En la primera temporada aún existía alguna concesión a la gordura, a la calvicie, al mal carácter de algún personaje. A la vida real. Pero en la segunda temporada, salvo un tronado y un viejo cascarrabias, ya todo es apostura y buen rollo. Han depurado los especímenes hasta dar con la raza destilada de hombres y  mujeres. En esa Barcelona ideal de “Cites” no existen los cavernícolas ni las trastornadas. La lorza está proscrita; la barba desarreglada también. Hasta los cincuentones y las cincuentonas parecen sacados de un anuncio web de Ourtime. Porque además hay mucho estilo, o mucho dinero, entre los comparecientes. Los burgueses se citan en restaurantes muy caros y luego follan en apartamentos de lujo con vistas al mar, mientras que los perroflautas, aunque no tienen un duro, viven en buhardillas muy molonas decoradas con gusto exquisito.

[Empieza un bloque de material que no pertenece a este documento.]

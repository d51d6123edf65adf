/// 日志工具模块
///
/// 提供日志初始化和输出的辅助函数
use tracing::info;
use tracing_subscriber::EnvFilter;

use crate::config::Config;
use crate::models::session::{EndKind, EndReason};
use crate::workflow::session_ctx::SessionCtx;

/// 初始化 tracing
///
/// `RUST_LOG` 优先；否则默认 `info`，详细模式下 `debug`。
/// 重复调用不会报错。
pub fn init(verbose: bool) {
    let default_level = if verbose { "debug" } else { "info" };
    let filter =
        EnvFilter::try_from_default_env().unwrap_or_else(|_| EnvFilter::new(default_level));
    let _ = tracing_subscriber::fmt()
        .with_env_filter(filter)
        .with_target(false)
        .try_init();
}

/// 记录程序启动信息
pub fn log_startup(config: &Config) {
    info!("{}", "=".repeat(60));
    info!(
        "🚀 速算挑战启动 - {}",
        chrono::Local::now().format("%Y-%m-%d %H:%M:%S")
    );
    info!("📚 话题: {}", config.topic_id);
    info!("⏱️ 计时步长: {}ms", config.tick_ms);
    if config.test_mode {
        info!("🧪 测试模式：所有作答都算对");
    }
    info!("{}", "=".repeat(60));
}

/// 记录一轮挑战的结束信息
pub fn log_session_end(ctx: &SessionCtx, reason: &EndReason, fastest_response_ms: Option<u64>) {
    info!("\n{}", "─".repeat(60));
    match reason.kind {
        EndKind::Win => info!("{} 🏆 挑战成功", ctx),
        EndKind::Incorrect => info!("{} ❌ 答错结束", ctx),
        EndKind::Timeout => info!("{} ⏰ 超时结束", ctx),
    }
    info!(
        "{} 得分: {} | 连胜: {} | 热身中: {}",
        ctx, reason.score_at_end, reason.streak_at_end, reason.was_warming_up
    );
    if let Some(phase) = reason.division_phase_at_end {
        info!(
            "{} 除法阶段: {} (进度 {:?})",
            ctx, phase, reason.division_progress_at_end
        );
    }
    if let Some(fastest) = fastest_response_ms {
        info!("{} 😈 最快作答: {}ms", ctx, fastest);
    }
    info!(
        "结束时间: {}",
        chrono::Local::now().format("%Y-%m-%d %H:%M:%S")
    );
    info!("{}", "─".repeat(60));
}
//! 编排层（Orchestration Layer）
//!
//! ## 职责
//!
//! 本层负责资源调度和并发协调，是整个系统的"指挥中心"。
//!
//! ## 模块划分
//!
//! ### `challenge_session` - 会话控制器
//! - 独占状态机（加锁），串行处理作答、计时、重置
//! - 持有倒计时句柄，用代数（generation）丢弃过期的回调
//! - 通过 broadcast 通道向外发布 `SessionEvent`
//!
//! ### `app` - 终端前端
//! - 管理应用生命周期（初始化、运行）
//! - 加载话题目录、打开进度文件
//! - 同时等待键盘输入和会话事件
//!
//! ## 层次关系
//!
//! ```text
//! app (终端输入/输出)
//!     ↓
//! challenge_session (锁 + 计时 + 事件)
//!     ↓
//! workflow::ChallengeStateMachine (纯状态转换)
//!     ↓
//! services (能力层：出题 / 判题 / 记录)
//!     ↓
//! infrastructure (基础设施：CountdownScheduler)
//! ```
//!
//! ## 设计原则
//!
//! 1. **资源隔离**：只有编排层持有运行时句柄和计时任务
//! 2. **向下依赖**：编排层 → workflow → services → infrastructure
//! 3. **无业务逻辑**：规则判断都在状态机里

pub mod app;
pub mod challenge_session;

pub use app::{App, Command};
pub use challenge_session::ChallengeSession;
//! 除法热身进度 - 业务能力层
//!
//! 三个准备阶段，每阶段答对固定题数后进入下一阶段，
//! 第三阶段完成后通知调用方进入计时。

use crate::models::session::DivisionWarmupState;

const LAST_PHASE: u8 = 3;

/// 一次 `advance` 的结果
#[derive(Debug, Clone, Copy, PartialEq, Eq)]
pub enum WarmupStep {
    /// 同一阶段内前进
    Progressed(DivisionWarmupState),
    /// 进入下一阶段，进度清零
    PhaseAdvanced(DivisionWarmupState),
    /// 三个阶段全部完成
    Completed,
}

/// 除法热身追踪器
#[derive(Debug, Clone)]
pub struct DivisionWarmupTracker {
    state: DivisionWarmupState,
    phase_length: u8,
    completed: bool,
}

impl DivisionWarmupTracker {
    pub fn new(phase_length: u8) -> Self {
        Self {
            state: DivisionWarmupState::INITIAL,
            phase_length: phase_length.max(1),
            completed: false,
        }
    }

    pub fn state(&self) -> DivisionWarmupState {
        self.state
    }

    pub fn is_completed(&self) -> bool {
        self.completed
    }

    /// 出题用的阶段号，热身完成后为计时阶段
    pub fn problem_phase(&self) -> u8 {
        if self.completed {
            crate::services::problem_generator::DIVISION_TIMED_PHASE
        } else {
            self.state.phase
        }
    }

    /// 答对一题
    pub fn advance(&mut self) -> WarmupStep {
        if self.completed {
            return WarmupStep::Completed;
        }

        let progress = self.state.progress + 1;
        if progress < self.phase_length {
            self.state.progress = progress;
            return WarmupStep::Progressed(self.state);
        }

        let phase = self.state.phase + 1;
        if phase > LAST_PHASE {
            // 状态停在最后一刻，phase 永远不会越过 3
            self.completed = true;
            return WarmupStep::Completed;
        }

        self.state = DivisionWarmupState { phase, progress: 0 };
        WarmupStep::PhaseAdvanced(self.state)
    }

    pub fn reset(&mut self) {
        self.state = DivisionWarmupState::INITIAL;
        self.completed = false;
    }
}

impl Default for DivisionWarmupTracker {
    fn default() -> Self {
        Self::new(10)
    }
}

#[cfg(test)]
mod tests {
    use super::*;

    #[test]
    fn test_ten_answers_advance_phase() {
        let mut tracker = DivisionWarmupTracker::default();
        for i in 1..10 {
            assert_eq!(
                tracker.advance(),
                WarmupStep::Progressed(DivisionWarmupState { phase: 1, progress: i })
            );
        }
        assert_eq!(
            tracker.advance(),
            WarmupStep::PhaseAdvanced(DivisionWarmupState { phase: 2, progress: 0 })
        );
        assert_eq!(tracker.problem_phase(), 2);
    }

    #[test]
    fn test_thirty_answers_complete() {
        let mut tracker = DivisionWarmupTracker::default();
        let mut last = None;
        for _ in 0..30 {
            let state = tracker.state();
            assert!((1..=3).contains(&state.phase));
            assert!(state.progress < 10);
            last = Some(tracker.advance());
        }
        assert_eq!(last, Some(WarmupStep::Completed));
        assert!(tracker.is_completed());
        assert_eq!(tracker.problem_phase(), 4);
        assert_eq!(tracker.state().phase, 3);
    }

    #[test]
    fn test_reset() {
        let mut tracker = DivisionWarmupTracker::default();
        for _ in 0..30 {
            tracker.advance();
        }
        tracker.reset();
        assert!(!tracker.is_completed());
        assert_eq!(tracker.state(), DivisionWarmupState::INITIAL);
    }
}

A mí lo que más me cruje es que nadie se enfada con nadie. Enfadarse de verdad, quiero decir. Como mucho, una rabieta temporal: un vete a tomar por el culo coloquial que en cualquier momento puede volverse un ven a tomar por el culo literal. Y eso que a veces las putadas son enormes, y las traiciones imperdonables. Mi amigo -que veía la serie en paralelo- dice que es porque son todos catalanes, y que aquello es más Europa que España, más civilización que meseta garbancera. Yo le doy un cuarto de razón, pero no más. Yo creo que al ser todos muy follables se lo perdonan todo y ya está: es la magia de la belleza. A un guapo le condonamos lo que a otro jamás le transigiríamos. Es el instinto, que es muy poderoso. Siempre existe una probabilidad matemática -por ínfima que sea- de acostarse con ese bellezón que interactúa con nosotros. Y en “Cites”, desde luego, los cálculos algebraicos son mucho más halagüeños.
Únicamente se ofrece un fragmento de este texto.